------ RECORDS PROVIDED

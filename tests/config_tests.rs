// Config loading and validation tests

use perfchart::config::AppConfig;
use perfchart::models::{Metric, Rgb};
use std::time::Duration;

const VALID_CONFIG: &str = r##"
[chart]
width = 960
height = 320
utc_offset_minutes = 120

[margins]
top = 12
left = 48

[heatmap]
min_lifespan_width = 4
empty_threshold = 0.002
background = "#101010"

[overlay]
metric = "fxsMemory"
line_color = "#ffffff"

[cursor]
cooldown_ms = 16
max_gap_secs = 600
leave_delay_ms = 200

[zoom]
min_scale = 1
max_scale = 24
cooldown_ms = 16
initial_scale = 3

[scales]
metric_step = 10
"##;

#[test]
fn test_config_loads_from_str() {
    let config = AppConfig::load_from_str(VALID_CONFIG).expect("load_from_str");
    assert_eq!(config.chart.width, 960.0);
    assert_eq!(config.chart.height, 320.0);
    assert_eq!(config.margins.top, 12.0);
    assert_eq!(config.margins.left, 48.0);
    // unset margins keep their defaults
    assert_eq!(config.margins.right, 60.0);
    assert_eq!(config.heatmap.empty_threshold, 0.002);
    assert_eq!(config.background().unwrap(), Rgb::new(0x10, 0x10, 0x10));
    assert_eq!(config.overlay.metric, Metric::FxsMemory);
    assert_eq!(config.overlay.halo_width, 6.0);
    assert_eq!(config.line_color().unwrap(), Rgb::new(255, 255, 255));
    assert_eq!(config.cursor_cooldown(), Duration::from_millis(16));
    assert_eq!(config.cursor.max_gap_secs, 600);
    assert_eq!(config.zoom.max_scale, 24.0);
    assert_eq!(config.zoom_cooldown(), Duration::from_millis(16));
    assert_eq!(config.zoom.initial_scale, 3.0);
    assert_eq!(config.scales.metric_step, 10.0);
    assert_eq!(config.utc_offset().unwrap().local_minus_utc(), 7200);
}

#[test]
fn test_config_defaults_when_empty() {
    let config = AppConfig::load_from_str("").expect("empty config");
    assert_eq!(config.chart.width, 1350.0);
    assert_eq!(config.chart.height, 400.0);
    let layout = config.layout();
    assert_eq!(layout.drawable_width(), 1250.0);
    assert_eq!(layout.drawable_height(), 360.0);
    assert_eq!(config.heatmap.min_lifespan_width, 5.0);
    assert_eq!(config.heatmap.empty_threshold, 0.001);
    assert_eq!(config.overlay.metric, Metric::Players);
    assert_eq!(config.line_color().unwrap(), Rgb::new(204, 203, 203));
    assert_eq!(config.cursor.cooldown_ms, 20);
    assert_eq!(config.cursor.max_gap_secs, 1200);
    assert_eq!(config.cursor.leave_delay_ms, 150);
    assert_eq!((config.zoom.min_scale, config.zoom.max_scale), (1.0, 12.0));
    assert_eq!(config.zoom.initial_scale, 2.0);
    assert_eq!(config.scales.metric_step, 5.0);
}

#[test]
fn test_config_validation_rejects_margins_wider_than_chart() {
    let bad = VALID_CONFIG.replace("width = 960", "width = 100");
    let err = AppConfig::load_from_str(&bad).unwrap_err();
    assert!(err.to_string().contains("chart.width"));
}

#[test]
fn test_config_validation_rejects_margins_taller_than_chart() {
    let bad = VALID_CONFIG.replace("height = 320", "height = 40");
    let err = AppConfig::load_from_str(&bad).unwrap_err();
    assert!(err.to_string().contains("chart.height"));
}

#[test]
fn test_config_validation_rejects_negative_margin() {
    let bad = VALID_CONFIG.replace("top = 12", "top = -1");
    let err = AppConfig::load_from_str(&bad).unwrap_err();
    assert!(err.to_string().contains("margins"));
}

#[test]
fn test_config_validation_rejects_utc_offset_out_of_range() {
    let bad = VALID_CONFIG.replace("utc_offset_minutes = 120", "utc_offset_minutes = 2000");
    let err = AppConfig::load_from_str(&bad).unwrap_err();
    assert!(err.to_string().contains("utc_offset_minutes"));
}

#[test]
fn test_config_validation_rejects_empty_threshold_out_of_range() {
    let bad = VALID_CONFIG.replace("empty_threshold = 0.002", "empty_threshold = 1.5");
    let err = AppConfig::load_from_str(&bad).unwrap_err();
    assert!(err.to_string().contains("heatmap.empty_threshold"));
}

#[test]
fn test_config_validation_rejects_bad_color() {
    let bad = VALID_CONFIG.replace("background = \"#101010\"", "background = \"red\"");
    let err = AppConfig::load_from_str(&bad).unwrap_err();
    assert!(err.to_string().contains("heatmap.background"));

    let bad = VALID_CONFIG.replace("line_color = \"#ffffff\"", "line_color = \"#fff\"");
    let err = AppConfig::load_from_str(&bad).unwrap_err();
    assert!(err.to_string().contains("overlay.line_color"));
}

#[test]
fn test_config_validation_rejects_cursor_cooldown_zero() {
    let bad = VALID_CONFIG.replacen("cooldown_ms = 16", "cooldown_ms = 0", 1);
    let err = AppConfig::load_from_str(&bad).unwrap_err();
    assert!(err.to_string().contains("cursor.cooldown_ms"));
}

#[test]
fn test_config_validation_rejects_max_gap_zero() {
    let bad = VALID_CONFIG.replace("max_gap_secs = 600", "max_gap_secs = 0");
    let err = AppConfig::load_from_str(&bad).unwrap_err();
    assert!(err.to_string().contains("cursor.max_gap_secs"));
}

#[test]
fn test_config_validation_rejects_inverted_scale_extent() {
    let bad = VALID_CONFIG.replace("max_scale = 24", "max_scale = 0.5");
    let err = AppConfig::load_from_str(&bad).unwrap_err();
    assert!(err.to_string().contains("zoom.min_scale"));
}

#[test]
fn test_config_validation_rejects_zoom_cooldown_zero() {
    let bad = VALID_CONFIG.replace(
        "max_scale = 24\ncooldown_ms = 16",
        "max_scale = 24\ncooldown_ms = 0",
    );
    let err = AppConfig::load_from_str(&bad).unwrap_err();
    assert!(err.to_string().contains("zoom.cooldown_ms"));
}

#[test]
fn test_config_validation_rejects_initial_scale_zero() {
    let bad = VALID_CONFIG.replace("initial_scale = 3", "initial_scale = 0");
    let err = AppConfig::load_from_str(&bad).unwrap_err();
    assert!(err.to_string().contains("zoom.initial_scale"));
}

#[test]
fn test_config_validation_rejects_metric_step_zero() {
    let bad = VALID_CONFIG.replace("metric_step = 10", "metric_step = 0");
    let err = AppConfig::load_from_str(&bad).unwrap_err();
    assert!(err.to_string().contains("scales.metric_step"));
}

#[test]
fn test_config_validation_rejects_unknown_metric() {
    let bad = VALID_CONFIG.replace("metric = \"fxsMemory\"", "metric = \"cpu\"");
    assert!(AppConfig::load_from_str(&bad).is_err());
}

#[test]
fn test_config_validation_rejects_invalid_toml() {
    let err = AppConfig::load_from_str("not valid toml [[[").unwrap_err();
    assert!(!err.to_string().is_empty());
}

#[test]
fn test_config_load_from_file_via_env() {
    let dir = tempfile::TempDir::new().unwrap();
    let path = dir.path().join("config.toml");
    std::fs::write(&path, VALID_CONFIG).unwrap();
    unsafe { std::env::set_var("CONFIG_FILE", path.to_str().unwrap()) };
    let result = AppConfig::load();
    // an explicitly named file must exist
    unsafe { std::env::set_var("CONFIG_FILE", dir.path().join("missing.toml")) };
    let missing = AppConfig::load();
    unsafe { std::env::remove_var("CONFIG_FILE") };

    let config = result.expect("load from CONFIG_FILE");
    assert_eq!(config.chart.width, 960.0);
    assert_eq!(config.overlay.metric, Metric::FxsMemory);
    assert!(missing.unwrap_err().to_string().contains("missing.toml"));
}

------------

**EXERCISE:**
The answer should consist solely of the lines from the first line above through the one with "Rgb::new(255, 255, 255));", both included, repeated exactly.

**ANSWER SECTION:**
filename tests/config_tests.rs
// Config loading and validation tests

use perfchart::config::AppConfig;
use perfchart::models::{Metric, Rgb};
use std::time::Duration;

const VALID_CONFIG: &str = r##"
[chart]
width = 960
height = 320
utc_offset_minutes = 120

[margins]
top = 12
left = 48

[heatmap]
min_lifespan_width = 4
empty_threshold = 0.002
background = "#101010"

[overlay]
metric = "fxsMemory"
line_color = "#ffffff"

[cursor]
cooldown_ms = 16
max_gap_secs = 600
leave_delay_ms = 200

[zoom]
min_scale = 1
max_scale = 24
cooldown_ms = 16
initial_scale = 3

[scales]
metric_step = 10
"##;

#[test]
fn test_config_loads_from_str() {
    let config = AppConfig::load_from_str(VALID_CONFIG).expect("load_from_str");
    assert_eq!(config.chart.width, 960.0);
    assert_eq!(config.chart.height, 320.0);
    assert_eq!(config.margins.top, 12.0);
    assert_eq!(config.margins.left, 48.0);
    // unset margins keep their defaults
    assert_eq!(config.margins.right, 60.0);
    assert_eq!(config.heatmap.empty_threshold, 0.002);
    assert_eq!(config.background().unwrap(), Rgb::new(0x10, 0x10, 0x10));
    assert_eq!(config.overlay.metric, Metric::FxsMemory);
    assert_eq!(config.overlay.halo_width, 6.0);
    assert_eq!(config.line_color().unwrap(), Rgb::new(255, 255, 255));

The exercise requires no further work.